The other thing you'll want to forget when viewing Pathfinder is that most films have a plot. Pathfinder doesn't. It's just a choppy blend of every action film trope ever written. I suppose that kind of makes it archetypal -- it's not one thing; it's everything. But the picture's storyline is held together so flimsily that when you actually get an idea of what's going on, you immediately realize it's incredibly stupid.
Here's what happens: A Viking boy (who grows up to become Karl Urban) is the sole survivor of a raiding party gone awry, he's raised as Ghost by the native peoples his fellow Norsemen have been terrorizing. Fifteen years later, when the Vikings come back for more pillaging, Ghost is their last and best defense against the seemingly unstoppable "dragon men" (so named because of their impenetrable armor). We've got the requisite Dances with Wolves-styled elements and the obligatory love interest played by Moon Goodblood (if anyone should be in a Native Americans vs. Vikings movie, it's someone with the name Moon Goodbloood) but mostly Pathfinder is about slo-mo carnage and widescreen shots of snowy landscapes.

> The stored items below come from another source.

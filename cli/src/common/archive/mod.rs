//! # bee Archive Utilities Module (`common::archive`)
//!
//! File: cli/src/common/archive/mod.rs
//! Author: bee Contributors
//!
//! ## Overview
//!
//! Archive handling for the CLI. The docs bundle is distributed as a `.zip`
//! file, so the only format implemented is ZIP extraction.
//!
//! - **`zip`**: Extracts every entry of a `.zip` file beneath a destination
//!   directory, preserving relative paths and unix modes.
//!

pub mod zip;
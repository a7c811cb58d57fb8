//! # bee Core Infrastructure
//!
//! File: cli/src/core/mod.rs
//! Author: bee Contributors
//!
//! ## Overview
//!
//! Foundational pieces shared by every command. Currently this is the error
//! layer:
//! - `error`: `DocsError`, the crate-wide `Result` alias and exit-status mapping
//!
//! ## Usage
//!
//! ```rust
//! use crate::core::error::{DocsError, Result};
//! ```
//!
pub mod error;
//! # bee Docs Bundle Installation
//!
//! File: cli/src/commands/rundocs/install.rs
//! Author: bee Contributors
//!
//! ## Overview
//!
//! Turns a downloaded `swagger.zip` into the served `swagger/` directory:
//! 1. Extract every entry into the working directory (fatal on failure).
//! 2. Remove any previous `swagger/` directory.
//! 3. Rename the extracted `swagger-<version>/` directory to `swagger/`.
//!    A failed rename is logged and reported in the outcome, not raised.
//! 4. Delete the archive. A failed delete is returned as an error.
//!
//! This is blocking filesystem work; async callers run it through
//! `tokio::task::spawn_blocking`.
//!
use super::config::DocsConfig;
use crate::common::archive::zip;
use crate::common::fs::io;
use crate::core::error::Result;
use anyhow::Context;
use std::fs;
use tracing::{error, info, warn};

/// What [`install`] did.
#[derive(Debug, Clone, Copy, PartialEq, Eq)]
pub struct InstallOutcome {
    /// Archive entries written to disk.
    pub entries: usize,
    /// Archive entries ignored because of unsafe paths.
    pub skipped: usize,
    /// Whether the versioned directory now sits at the canonical name.
    pub renamed: bool,
}

/// # Install Docs Bundle (`install`)
///
/// Extracts `config.archive_path()` into `config.work_dir` and moves the
/// versioned directory to `config.docs_dir()`.
///
/// ## Arguments
///
/// * `config` - Supplies the archive path, working directory and the
///   versioned and canonical directory names.
///
/// ## Returns
///
/// * `Result<InstallOutcome>` - Entry counts and whether the rename worked.
///
/// ## Errors
///
/// Returns an `Err` if the archive cannot be opened or any entry fails to
/// extract (nothing is renamed or deleted in that case), or if the archive
/// cannot be deleted at the end.
pub fn install(config: &DocsConfig) -> Result<InstallOutcome> {
    let archive_path = config.archive_path();
    info!("Installing docs from {}", archive_path.display());

    // Step 1: extraction errors abort before anything is removed.
    let summary = zip::extract_all(&archive_path, &config.work_dir)?;

    // Step 2: a stale `swagger/` would make the rename fail.
    let docs_dir = config.docs_dir();
    if let Err(e) = io::remove_dir_all_if_exists(&docs_dir) {
        warn!("Could not clear previous docs: {:#}", e);
    }

    // Step 3: the rename is best effort; callers see it in the outcome.
    let versioned_dir = config.versioned_dir();
    let renamed = match fs::rename(&versioned_dir, &docs_dir) {
        Ok(()) => {
            info!(
                "Moved {} to {}",
                versioned_dir.display(),
                docs_dir.display()
            );
            true
        }
        Err(e) => {
            error!(
                "Failed to rename {} to {}: {}",
                versioned_dir.display(),
                docs_dir.display(),
                e
            );
            false
        }
    };

    // Step 4: the archive goes either way, so the next download is fresh.
    info!("Deleting archive {}", archive_path.display());
    fs::remove_file(&archive_path)
        .with_context(|| format!("Failed to delete archive {}", archive_path.display()))?;

    Ok(InstallOutcome {
        entries: summary.entries,
        skipped: summary.skipped,
        renamed,
    })
}
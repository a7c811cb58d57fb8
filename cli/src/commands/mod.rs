//! # bee Command Modules
//!
//! File: cli/src/commands/mod.rs
//! Author: bee Contributors
//!
//! ## Overview
//!
//! Aggregates the top-level commands of the bee CLI so `main.rs` can route to
//! them. Each command module defines its own argument struct and an async
//! `handle_*` function.
//!
//! ## Command Groups
//!
//! - `rundocs`: Download, install and serve the Swagger docs bundle
//!

/// Download, install and serve the Swagger docs bundle.
pub mod rundocs;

Director Marcus Nispel (rising from the music video hordes) can't pull a performance out of anyone in his cast. Urban is as clunky as ever, staring into nothing to signify deep thoughts and the actual pathfinder, played by Russell Means, is utterly unconvincing, especially when he's slaying a cave bear without breaking a sweat. I suppose most of the blame for this colossal mess belongs to scripter Laeta Kalogridis (Alexander). Not only is Pathfinder saddled with cheesy Braveheart-riffs ("Run and you may live, fight and you will...") but everyone also speaks in a grating anachronistic style.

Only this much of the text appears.